Jump to: navigation, search

King Arthur was a mythical king of Britain. The myth has a number of formulations, some more dominant in the popular mind.

Contents

T.H. White's formulation, The Once & Future King

According to T.H. White, who formulates the modern version of Arthurian Myth, Arthur was taken from his father, King Uther Pendragon, when he was a baby by Merlin, a wizard who lives life in reverse.

Merlin brings Arthur to the estate of a noble to be raised thinking that the noble is his father. When Arthur grows older, he becomes a page for the noble's son, Sir Kay. During this time Uther Pendragon becomes ill and soon dies. So Merlin says that they should have a grand tournament, and afterwards he will announce the next king. At the tournament Kay breaks his sword, so he sends Arthur to find him another. In his haste Arthur grabs a sword that is sticking out of a stone in the town square. As it turns out, Merlin had laid a spell on the stone that said that whoever could pull the sword - Excalibur - out of the stone would be the next king, so Arthur was made king. During his mythical reign, Arthur united all of England, and formed a league of knights called the Knights of the Round Table. When they gathered together, they all sat at a round table so no seat was better than another.

Arthur later sent his knights on a quest to find the Holy Grail, which they finally found on the Isle of Avalon guarded by an order of virgin priestesses led by Morgan la Fay. After this successful quest, Arthur's illegitimate nephew Mordred planned to overthrow him, and the two met in battle at Camlann. Mordred is killed, and Arthur, mortally wounded, is taken to the Isle of Avalon for healing by Morgan la Fay.
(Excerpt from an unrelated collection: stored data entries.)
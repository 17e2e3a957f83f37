//! Group-by computations over the reference dataset.
//!
//! Every function is pure: the same dataset yields the same output. Rows whose
//! aggregated value is not finite are skipped.

use std::collections::BTreeMap;

use estate_dataset::{ReferenceDataset, ReferenceRow};
use serde::Serialize;

/// One bar of a per-city chart.
#[derive(Debug, Clone, PartialEq, Serialize)]
pub struct CityMetric {
    pub city: String,
    pub value: f64,
}

/// Min, quartiles and max of a sample.
#[derive(Debug, Clone, Copy, PartialEq, Serialize)]
pub struct FiveNumberSummary {
    pub min: f64,
    pub q1: f64,
    pub median: f64,
    pub q3: f64,
    pub max: f64,
}

impl FiveNumberSummary {
    /// Quartiles use linear interpolation between closest ranks.
    /// Returns `None` for an empty sample.
    pub fn from_sorted(sorted: &[f64]) -> Option<Self> {
        let (&min, &max) = (sorted.first()?, sorted.last()?);
        Some(Self {
            min,
            q1: quantile(sorted, 0.25),
            median: quantile(sorted, 0.5),
            q3: quantile(sorted, 0.75),
            max,
        })
    }
}

fn quantile(sorted: &[f64], p: f64) -> f64 {
    let pos = p * (sorted.len() - 1) as f64;
    let lo = pos.floor() as usize;
    let hi = pos.ceil() as usize;
    sorted[lo] + (sorted[hi] - sorted[lo]) * (pos - lo as f64)
}

/// Future price distribution of one property type.
#[derive(Debug, Clone, PartialEq, Serialize)]
pub struct TypeDistribution {
    pub property_type: String,
    /// Values in dataset order.
    pub values: Vec<f64>,
    pub summary: FiveNumberSummary,
}

#[derive(Debug, Clone, PartialEq, Serialize)]
pub struct ScatterPoint {
    pub amenities: f64,
    pub future_price: f64,
    pub city: String,
}

/// Mean of `value` per city, cities in ascending name order.
fn mean_by_city(ds: &ReferenceDataset, value: impl Fn(&ReferenceRow) -> f64) -> Vec<CityMetric> {
    let mut groups: BTreeMap<&str, (f64, usize)> = BTreeMap::new();
    for row in ds.rows() {
        let v = value(row);
        if !v.is_finite() {
            continue;
        }
        let slot = groups.entry(row.city.as_str()).or_insert((0.0, 0));
        slot.0 += v;
        slot.1 += 1;
    }
    groups
        .into_iter()
        .map(|(city, (sum, count))| CityMetric {
            city: city.to_string(),
            value: sum / count as f64,
        })
        .collect()
}

/// Mean current price per city: the first `limit` cities in ascending name
/// order. The result is not ranked by price.
pub fn city_mean_price(ds: &ReferenceDataset, limit: usize) -> Vec<CityMetric> {
    let mut metrics = mean_by_city(ds, |r| r.price_lakhs);
    metrics.truncate(limit);
    metrics
}

/// The `limit` cities with the highest mean growth rate, highest first.
/// Equal means keep ascending city order.
pub fn top_growth_cities(ds: &ReferenceDataset, limit: usize) -> Vec<CityMetric> {
    let mut metrics = mean_by_city(ds, |r| r.growth_rate);
    metrics.sort_by(|a, b| b.value.total_cmp(&a.value));
    metrics.truncate(limit);
    metrics
}

/// Five-year price distribution per property type, types in order of first
/// appearance.
pub fn future_price_by_type(ds: &ReferenceDataset) -> Vec<TypeDistribution> {
    let mut order: Vec<&str> = Vec::new();
    let mut values: BTreeMap<&str, Vec<f64>> = BTreeMap::new();
    for row in ds.rows() {
        if !row.future_price_5y.is_finite() {
            continue;
        }
        let key = row.property_type.as_str();
        values
            .entry(key)
            .or_insert_with(|| {
                order.push(key);
                Vec::new()
            })
            .push(row.future_price_5y);
    }

    order
        .into_iter()
        .filter_map(|key| {
            let values = values.remove(key)?;
            let mut sorted = values.clone();
            sorted.sort_by(f64::total_cmp);
            let summary = FiveNumberSummary::from_sorted(&sorted)?;
            Some(TypeDistribution {
                property_type: key.to_string(),
                values,
                summary,
            })
        })
        .collect()
}

/// Every row as an (amenities, future price, city) point.
pub fn amenities_scatter(ds: &ReferenceDataset) -> Vec<ScatterPoint> {
    ds.rows()
        .iter()
        .filter(|r| r.amenities_count.is_finite() && r.future_price_5y.is_finite())
        .map(|r| ScatterPoint {
            amenities: r.amenities_count,
            future_price: r.future_price_5y,
            city: r.city.clone(),
        })
        .collect()
}
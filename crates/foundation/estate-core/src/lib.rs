//! Estate Core
//!
//! Shared vocabulary for the investment advisor: the feature schema the
//! pipelines are trained on, the strongly-typed property record built from a
//! form submission, and the prediction result shown to the user.
//!
//! ```text
//!   form fields ──► PropertyRecord ──► FeatureFrame ──► classifier / regressor
//!                   (validated)        (ordered row)             │
//!                                                                ▼
//!                                                       PredictionResult
//! ```

pub mod frame;
pub mod prediction;
pub mod record;
pub mod schema;
pub mod settings;

pub use frame::{FeatureFrame, FeatureValue};
pub use prediction::{InvestmentLabel, PredictionResult};
pub use record::{PropertyRecord, YesNo};
pub use schema::{CategoryColumn, NumericBounds};
pub use settings::{InsightLimits, Placeholders};

use thiserror::Error;

/// Validation failures raised while turning raw input into a `PropertyRecord`.
#[derive(Error, Debug, Clone, PartialEq)]
pub enum RecordError {
    #[error("Missing value for {0}")]
    MissingField(&'static str),

    #[error("{field}: '{value}' is not one of the known values")]
    UnknownChoice { field: &'static str, value: String },

    #[error("{field}: '{value}' is not a valid number")]
    InvalidNumber { field: &'static str, value: String },

    #[error("{field}: {value} is outside the allowed range {min}..={max}")]
    OutOfRange {
        field: &'static str,
        value: f64,
        min: f64,
        max: f64,
    },
}

pub type Result<T> = std::result::Result<T, RecordError>;
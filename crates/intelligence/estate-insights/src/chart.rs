//! Plotly figure specs for the insights page.
//!
//! A figure is the `{ "data": [...], "layout": {...} }` document that
//! `Plotly.newPlot` accepts; the page embeds it as JSON.

use std::collections::BTreeMap;

use serde::Serialize;
use serde_json::{json, Value};

use crate::aggregate::{CityMetric, ScatterPoint, TypeDistribution};

/// Default continuous colour scale for value-coloured bars.
const COLOR_SCALE: &str = "Plasma";

/// Qualitative palette cycled across categories.
const PALETTE: [&str; 10] = [
    "#636efa", "#EF553B", "#00cc96", "#ab63fa", "#FFA15A", "#19d3f3", "#FF6692", "#B6E880",
    "#FF97FF", "#FECB52",
];

#[derive(Debug, Clone, PartialEq, Serialize)]
pub struct ChartSpec {
    pub data: Vec<Value>,
    pub layout: Value,
}

impl ChartSpec {
    /// JSON safe to inline inside a `<script>` element.
    pub fn to_json(&self) -> serde_json::Result<String> {
        Ok(serde_json::to_string(self)?.replace("</", "<\\/"))
    }
}

fn layout(title: Option<&str>, x: &str, y: &str) -> Value {
    let mut layout = json!({
        "xaxis": { "title": { "text": x } },
        "yaxis": { "title": { "text": y } },
        "margin": { "t": 60, "l": 60, "r": 30, "b": 60 },
        "legend": { "title": { "text": "" } },
        "paper_bgcolor": "rgba(0,0,0,0)",
        "plot_bgcolor": "rgba(0,0,0,0)",
    });
    if let Some(title) = title {
        layout["title"] = json!({ "text": title });
    }
    layout
}

fn value_bar(metrics: &[CityMetric], value_label: &str) -> Value {
    let cities: Vec<&str> = metrics.iter().map(|m| m.city.as_str()).collect();
    let values: Vec<f64> = metrics.iter().map(|m| m.value).collect();
    json!({
        "type": "bar",
        "x": cities,
        "y": values,
        "marker": {
            "color": values,
            "colorscale": COLOR_SCALE,
            "showscale": true,
            "colorbar": { "title": { "text": value_label } },
        },
        "hovertemplate": format!("City=%{{x}}<br>{value_label}=%{{y}}<extra></extra>"),
    })
}

pub fn city_price_chart(metrics: &[CityMetric], limit: usize) -> ChartSpec {
    let title = format!("Top {limit} Cities by Current Price");
    ChartSpec {
        data: vec![value_bar(metrics, "Price_in_Lakhs")],
        layout: layout(Some(&title), "City", "Price_in_Lakhs"),
    }
}

pub fn growth_chart(metrics: &[CityMetric]) -> ChartSpec {
    ChartSpec {
        data: vec![value_bar(metrics, "Growth_Rate")],
        layout: layout(None, "City", "Growth_Rate"),
    }
}

/// One box per property type.
pub fn type_box_chart(distributions: &[TypeDistribution]) -> ChartSpec {
    let data = distributions
        .iter()
        .enumerate()
        .map(|(i, d)| {
            json!({
                "type": "box",
                "name": d.property_type,
                "x": vec![d.property_type.as_str(); d.values.len()],
                "y": d.values,
                "marker": { "color": PALETTE[i % PALETTE.len()] },
                "offsetgroup": d.property_type,
            })
        })
        .collect();

    let mut layout = layout(None, "Property_Type", "Future_Price_5Y");
    layout["boxmode"] = json!("overlay");
    layout["legend"]["title"]["text"] = json!("Property_Type");
    ChartSpec { data, layout }
}

/// One marker trace per city, cities in order of first appearance.
pub fn amenities_scatter_chart(points: &[ScatterPoint], opacity: f64) -> ChartSpec {
    let mut order: Vec<&str> = Vec::new();
    let mut series: BTreeMap<&str, (Vec<f64>, Vec<f64>)> = BTreeMap::new();
    for p in points {
        let entry = series.entry(p.city.as_str()).or_insert_with(|| {
            order.push(p.city.as_str());
            (Vec::new(), Vec::new())
        });
        entry.0.push(p.amenities);
        entry.1.push(p.future_price);
    }

    let data = order
        .iter()
        .enumerate()
        .filter_map(|(i, city)| {
            let (x, y) = series.remove(city)?;
            Some(json!({
                "type": "scatter",
                "mode": "markers",
                "name": city,
                "x": x,
                "y": y,
                "opacity": opacity,
                "marker": { "color": PALETTE[i % PALETTE.len()] },
            }))
        })
        .collect();

    let mut layout = layout(None, "Amenities_Count", "Future_Price_5Y");
    layout["legend"]["title"]["text"] = json!("City");
    ChartSpec { data, layout }
}
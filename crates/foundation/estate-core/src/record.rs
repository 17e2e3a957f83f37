//! The strongly-typed inference input.

use std::fmt;
use std::str::FromStr;

use serde::{Deserialize, Serialize};

use crate::frame::{FeatureFrame, FeatureValue};
use crate::schema::{self, CategoryColumn, NumericBounds};
use crate::{RecordError, Result};

/// Boolean-as-category used by `Parking_Space` and `Security`.
#[derive(Debug, Clone, Copy, PartialEq, Eq, Serialize, Deserialize)]
pub enum YesNo {
    Yes,
    No,
}

impl YesNo {
    pub const OPTIONS: [&'static str; 2] = ["Yes", "No"];

    pub fn as_str(self) -> &'static str {
        match self {
            Self::Yes => "Yes",
            Self::No => "No",
        }
    }
}

impl fmt::Display for YesNo {
    fn fmt(&self, f: &mut fmt::Formatter<'_>) -> fmt::Result {
        f.write_str(self.as_str())
    }
}

impl FromStr for YesNo {
    type Err = ();

    fn from_str(s: &str) -> std::result::Result<Self, Self::Err> {
        match s {
            "Yes" => Ok(Self::Yes),
            "No" => Ok(Self::No),
            _ => Err(()),
        }
    }
}

/// One property as submitted through the predictor form.
#[derive(Debug, Clone, PartialEq, Serialize, Deserialize)]
pub struct PropertyRecord {
    pub city: String,
    pub property_type: String,
    pub furnished_status: String,
    pub amenities_count: u8,
    pub size_sqft: u32,
    pub price_lakhs: f64,
    pub age_years: u32,
    pub public_transport: String,
    pub parking_space: YesNo,
    pub security: YesNo,
    pub facing: String,
    pub owner_type: String,
    pub availability_status: String,
    pub nearby_schools: u32,
    pub nearby_hospitals: u32,
}

impl PropertyRecord {
    /// Categorical value for a column.
    pub fn category(&self, column: CategoryColumn) -> &str {
        match column {
            CategoryColumn::City => &self.city,
            CategoryColumn::PropertyType => &self.property_type,
            CategoryColumn::FurnishedStatus => &self.furnished_status,
            CategoryColumn::PublicTransport => &self.public_transport,
            CategoryColumn::ParkingSpace => self.parking_space.as_str(),
            CategoryColumn::Security => self.security.as_str(),
            CategoryColumn::Facing => &self.facing,
            CategoryColumn::OwnerType => &self.owner_type,
            CategoryColumn::AvailabilityStatus => &self.availability_status,
        }
    }

    /// Check the numeric bounds and that no category is blank.
    pub fn validate(&self) -> Result<()> {
        check_bounds(schema::SIZE_IN_SQFT, self.size_sqft as f64, schema::SIZE_BOUNDS)?;
        check_bounds(schema::PRICE_IN_LAKHS, self.price_lakhs, schema::PRICE_BOUNDS)?;
        check_bounds(schema::AGE_OF_PROPERTY, self.age_years as f64, schema::AGE_BOUNDS)?;
        check_bounds(
            schema::AMENITIES_COUNT,
            self.amenities_count as f64,
            schema::AMENITIES_BOUNDS,
        )?;

        for column in CategoryColumn::ALL {
            if self.category(column).trim().is_empty() {
                return Err(RecordError::MissingField(column.column()));
            }
        }
        Ok(())
    }

    /// Build the single-row frame in `schema::FEATURE_COLUMNS` order.
    pub fn to_frame(&self) -> FeatureFrame {
        let mut frame = FeatureFrame::new()
            .with_numeric(schema::SIZE_IN_SQFT, self.size_sqft as f64)
            .with_numeric(schema::PRICE_IN_LAKHS, self.price_lakhs)
            .with_numeric(schema::AMENITIES_COUNT, self.amenities_count as f64)
            .with_numeric(schema::NEARBY_SCHOOLS, self.nearby_schools as f64)
            .with_numeric(schema::NEARBY_HOSPITALS, self.nearby_hospitals as f64)
            .with_numeric(schema::AGE_OF_PROPERTY, self.age_years as f64);

        for column in CategoryColumn::ALL {
            frame.push(
                column.column(),
                FeatureValue::Categorical(self.category(column).to_string()),
            );
        }
        frame
    }
}

fn check_bounds(field: &'static str, value: f64, bounds: NumericBounds) -> Result<()> {
    if !value.is_finite() {
        return Err(RecordError::InvalidNumber {
            field,
            value: value.to_string(),
        });
    }
    if !bounds.contains(value) {
        return Err(RecordError::OutOfRange {
            field,
            value,
            min: bounds.min,
            max: bounds.max,
        });
    }
    Ok(())
}
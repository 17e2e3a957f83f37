use axum::http::StatusCode;
use axum::response::{Html, IntoResponse, Response};
use thiserror::Error;

#[derive(Error, Debug)]
pub enum WebError {
    #[error("Template rendering failed: {0}")]
    Render(#[from] askama::Error),

    #[error("Chart serialization failed: {0}")]
    Chart(#[from] serde_json::Error),
}

impl IntoResponse for WebError {
    fn into_response(self) -> Response {
        tracing::error!(error = %self, "request failed");
        (
            StatusCode::INTERNAL_SERVER_ERROR,
            Html("<h1>Internal Server Error</h1>"),
        )
            .into_response()
    }
}
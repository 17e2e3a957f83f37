use std::sync::Arc;

use axum::http::header;
use axum::response::IntoResponse;
use axum::routing::get;
use axum::Router;

use crate::AppState;

pub fn router() -> Router<Arc<AppState>> {
    Router::new().route("/static/style.css", get(style_css))
}

async fn style_css() -> impl IntoResponse {
    ([(header::CONTENT_TYPE, "text/css")], STYLE_CSS)
}

/// CSS styles
pub const STYLE_CSS: &str = r#"
:root {
    --bg: #f5f7fa;
    --sidebar: #ffffff;
    --text: #1f2937;
    --muted: #6b7280;
    --accent: #4C7EFF;
    --accent-2: #6A5BFF;
    --good: #20c951;
    --bad: #ff4b4b;
}

* {
    box-sizing: border-box;
}

body {
    margin: 0;
    display: flex;
    min-height: 100vh;
    font-family: "Source Sans Pro", -apple-system, "Segoe UI", Roboto, sans-serif;
    background: var(--bg);
    color: var(--text);
}

/* Sidebar */
.sidebar {
    width: 260px;
    flex-shrink: 0;
    padding: 24px 16px;
    background: var(--sidebar);
    border-right: 1px solid #e5e7eb;
}

.sidebar-title {
    margin: 0 0 12px;
    font-size: 1.3rem;
}

.sidebar-caption {
    margin: 0 0 8px;
    color: var(--muted);
    font-size: 0.9rem;
}

.nav-links {
    list-style: none;
    margin: 0;
    padding: 0;
}

.nav-links a {
    display: block;
    padding: 10px 12px;
    border-radius: 8px;
    color: var(--text);
    text-decoration: none;
}

.nav-links a:hover {
    background: #eef3ff;
}

.nav-links a.active {
    background: #eef3ff;
    color: var(--accent);
    font-weight: 600;
}

main {
    flex: 1;
    padding: 32px 48px;
    max-width: 1200px;
}

/* Page header */
.header {
    padding: 25px;
    color: white;
    text-align: center;
    border-radius: 12px;
    background: linear-gradient(90deg, var(--accent), var(--accent-2));
    margin-bottom: 20px;
}

.header h1 {
    margin: 0 0 8px;
}

.header p {
    margin: 0;
}

.card {
    background: rgba(255, 255, 255, 0.8);
    backdrop-filter: blur(10px);
    padding: 25px;
    border-radius: 18px;
    box-shadow: 0 4px 20px rgba(0, 0, 0, 0.08);
    margin-bottom: 20px;
}

.card h2 {
    margin-top: 0;
}

/* Form */
.columns {
    display: grid;
    grid-template-columns: 1fr 1fr;
    gap: 32px;
}

.field {
    margin-bottom: 16px;
}

.field label {
    display: block;
    margin-bottom: 6px;
    font-size: 0.9rem;
}

.field select,
.field input[type="number"] {
    width: 100%;
    padding: 8px 10px;
    border: 1px solid #d1d5db;
    border-radius: 8px;
    background: white;
    font-size: 1rem;
}

.slider {
    display: flex;
    align-items: center;
    gap: 12px;
}

.slider input {
    flex: 1;
    accent-color: var(--bad);
}

.predict-button {
    width: 100%;
    margin-top: 12px;
    padding: 12px;
    border: 1px solid #d1d5db;
    border-radius: 8px;
    background: white;
    font-size: 1rem;
    cursor: pointer;
}

.predict-button:hover {
    border-color: var(--bad);
    color: var(--bad);
}

/* Results */
.result-good {
    background: #e1f7e7;
    padding: 20px;
    border-left: 6px solid var(--good);
    border-radius: 12px;
    margin-bottom: 16px;
}

.result-bad {
    background: #ffe5e5;
    padding: 20px;
    border-left: 6px solid var(--bad);
    border-radius: 12px;
    margin-bottom: 16px;
}

.result-price {
    background: #eef3ff;
    padding: 20px;
    border-left: 6px solid var(--accent);
    border-radius: 12px;
}

.result-error {
    background: #fff4e5;
    padding: 20px;
    border-left: 6px solid #ffa421;
    border-radius: 12px;
}

/* Insights */
.chart {
    width: 100%;
    min-height: 450px;
}

.summary {
    width: 100%;
    margin-top: 12px;
    border-collapse: collapse;
    font-size: 0.9rem;
}

.summary th,
.summary td {
    padding: 6px 10px;
    border-bottom: 1px solid #e5e7eb;
    text-align: right;
}

.summary th:first-child,
.summary td:first-child {
    text-align: left;
}

@media (max-width: 900px) {
    body {
        flex-direction: column;
    }

    .sidebar {
        width: 100%;
    }

    .columns {
        grid-template-columns: 1fr;
    }
}
"#;
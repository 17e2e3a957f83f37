//! Real Estate Advisor server
//!
//! ```bash
//! estate-server                          # defaults, or ~/.config/estate-advisor/config.yaml
//! estate-server --config advisor.yaml    # explicit config file
//! estate-server --bind 0.0.0.0:8501      # override the listen address
//! ```

use std::path::PathBuf;
use std::sync::Arc;

use anyhow::{Context, Result};
use clap::Parser;
use estate_config::AppConfig;
use estate_dataset::ReferenceDataset;
use estate_models::ModelRegistry;
use estate_predictor::{FormChoices, Predictor};
use estate_web::{serve, AppState};
use tracing_subscriber::{layer::SubscriberExt, util::SubscriberInitExt};

const DEFAULT_LOG_FILTER: &str = "estate_web=info,estate_server=info,tower_http=info";

#[derive(Parser, Debug)]
#[command(name = "estate-server")]
#[command(about = "Real Estate Investment Advisor dashboard")]
#[command(version)]
struct Cli {
    /// YAML config file
    #[arg(short, long)]
    config: Option<PathBuf>,

    /// Listen address, overrides the config file
    #[arg(short, long)]
    bind: Option<String>,
}

/// `RUST_LOG` wins over the configured filter, which wins over the default.
fn init_tracing(configured: Option<&str>) {
    let filter = tracing_subscriber::EnvFilter::try_from_default_env()
        .ok()
        .or_else(|| configured.and_then(|f| tracing_subscriber::EnvFilter::try_new(f).ok()))
        .unwrap_or_else(|| DEFAULT_LOG_FILTER.into());

    tracing_subscriber::registry()
        .with(filter)
        .with(tracing_subscriber::fmt::layer())
        .init();
}

/// Load the dataset and both pipelines. Any failure aborts startup.
fn build_state(config: &AppConfig) -> Result<AppState> {
    let dataset = ReferenceDataset::load_archive(&config.dataset_path, &config.dataset_entry)
        .with_context(|| {
            format!(
                "loading reference dataset {} (entry {})",
                config.dataset_path.display(),
                config.dataset_entry
            )
        })?;

    let counts = config.placeholders;
    for column in dataset.placeholder_variation() {
        tracing::warn!(
            column,
            nearby_schools = counts.nearby_schools,
            nearby_hospitals = counts.nearby_hospitals,
            "reference data varies in a column the form fills with a constant"
        );
    }

    let models = ModelRegistry::load(&config.classifier_path, &config.regressor_path)
        .context("loading model pipelines")?;

    let choices = FormChoices::from_dataset(&dataset);
    let predictor = Predictor::new(models, choices, counts);
    Ok(AppState::new(Arc::new(dataset), predictor, config.insights))
}

async fn run(cli: Cli, mut config: AppConfig) -> Result<()> {
    if let Some(bind) = cli.bind {
        config.bind = bind;
        config.validate().context("invalid --bind")?;
    }
    let addr = config.bind_addr()?;

    let state = build_state(&config)?;
    tracing::info!(
        rows = state.dataset.len(),
        dataset = %config.dataset_path.display(),
        "startup complete"
    );

    serve(Arc::new(state), addr)
        .await
        .with_context(|| format!("serving on {addr}"))
}

#[tokio::main]
async fn main() -> Result<()> {
    let cli = Cli::parse();

    let config = match AppConfig::load(cli.config.as_deref()) {
        Ok(config) => config,
        Err(e) => {
            init_tracing(None);
            tracing::error!(error = %e, "failed to load configuration");
            return Err(e.into());
        }
    };
    init_tracing(config.log_filter.as_deref());

    if let Err(e) = run(cli, config).await {
        tracing::error!(error = ?e, "estate-server stopped");
        return Err(e);
    }
    Ok(())
}
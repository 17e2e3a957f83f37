//! Estate Dataset
//!
//! Loads the reference property dataset, a CSV packed inside a zip archive,
//! once at startup. The loaded `ReferenceDataset` feeds both the predictor
//! form (distinct category values) and the insights charts.

pub mod dataset;
pub mod row;

pub use dataset::ReferenceDataset;
pub use row::{ReferenceRow, REQUIRED_COLUMNS};

use std::path::PathBuf;

use thiserror::Error;

#[derive(Error, Debug)]
pub enum DatasetError {
    #[error("Cannot open dataset archive {path}: {source}")]
    Open {
        path: PathBuf,
        source: std::io::Error,
    },

    #[error("Archive error: {0}")]
    Archive(#[from] zip::result::ZipError),

    #[error("Archive {path} has no entry named '{entry}'")]
    MissingEntry { path: PathBuf, entry: String },

    #[error("CSV error: {0}")]
    Csv(#[from] csv::Error),

    #[error("Dataset is missing required column '{0}'")]
    MissingColumn(&'static str),

    #[error("Dataset contains no rows")]
    Empty,
}

pub type Result<T> = std::result::Result<T, DatasetError>;
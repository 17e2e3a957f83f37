use std::sync::Arc;

use askama::Template;
use axum::extract::State;
use axum::http::HeaderMap;
use axum::response::Html;
use axum::routing::get;
use axum::Router;
use estate_insights::{InsightView, TypeDistribution};

use crate::routes::{page, View};
use crate::{AppState, WebError};

pub fn router() -> Router<Arc<AppState>> {
    Router::new().route("/insights", get(insights_page))
}

/// One chart card.
struct ChartCard {
    id: &'static str,
    heading: String,
    figure: String,
}

#[derive(Template)]
#[template(path = "insights.html")]
struct InsightsTemplate {
    charts: Vec<ChartCard>,
    distributions: Vec<TypeDistribution>,
}

async fn insights_page(
    headers: HeaderMap,
    State(state): State<Arc<AppState>>,
) -> Result<Html<String>, WebError> {
    let view = InsightView::compute(&state.dataset, &state.insight_limits);
    let figures = view.charts();

    let charts = vec![
        ChartCard {
            id: "chart-city-price",
            heading: "🏙️ Average Current Price by City".into(),
            figure: figures.city_prices.to_json()?,
        },
        ChartCard {
            id: "chart-growth",
            heading: format!(
                "📈 Top {} Most Appreciating Cities",
                state.insight_limits.growth_limit
            ),
            figure: figures.top_growth.to_json()?,
        },
        ChartCard {
            id: "chart-type-price",
            heading: "🏢 Property Type vs Future Price".into(),
            figure: figures.type_distributions.to_json()?,
        },
        ChartCard {
            id: "chart-amenities",
            heading: "🎛️ Amenities Count vs Future Price".into(),
            figure: figures.scatter.to_json()?,
        },
    ];

    let content = InsightsTemplate {
        charts,
        distributions: view.type_distributions,
    }
    .render()?;
    page(&headers, View::Insights, content)
}
//! Runtime knobs shared by the config file, the predictor and the insights page.

use serde::{Deserialize, Serialize};

/// Counts fed to the models for `Nearby_Schools` / `Nearby_Hospitals`,
/// which the form does not ask for.
#[derive(Debug, Clone, Copy, PartialEq, Eq, Serialize, Deserialize)]
#[serde(default)]
pub struct Placeholders {
    pub nearby_schools: u32,
    pub nearby_hospitals: u32,
}

impl Default for Placeholders {
    fn default() -> Self {
        Self {
            nearby_schools: 1,
            nearby_hospitals: 1,
        }
    }
}

/// Limits and styling of the insights charts.
#[derive(Debug, Clone, Copy, PartialEq, Serialize, Deserialize)]
#[serde(default)]
pub struct InsightLimits {
    pub city_price_limit: usize,
    pub growth_limit: usize,
    pub scatter_opacity: f64,
}

impl Default for InsightLimits {
    fn default() -> Self {
        Self {
            city_price_limit: 20,
            growth_limit: 10,
            scatter_opacity: 0.6,
        }
    }
}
According to legend he will only return when his country truly needs him.

King Arthur in History

The death of Arthur occurred in the year 539 AD, according to Welsh chronicles.[1] After Arthur's departure, Britain broke up into warring factions and was not again a united kingdom until the time of Alfred the Great in the 9th century.

Relation to Mono-Myth

Joseph Campbell, in his book The Hero with a Thousand Faces, describes elements of popular mythology evident in many cultures, and many different stories. One such characteristic is the obscure nature of the hero, which most iterations of the Arthur myth do satisfy.

References

  1. Annales Cambriae, which cryptically states only that Arthur and Mordred both fell at the Battle of Camlaan, with no reference to either in the rest of the text.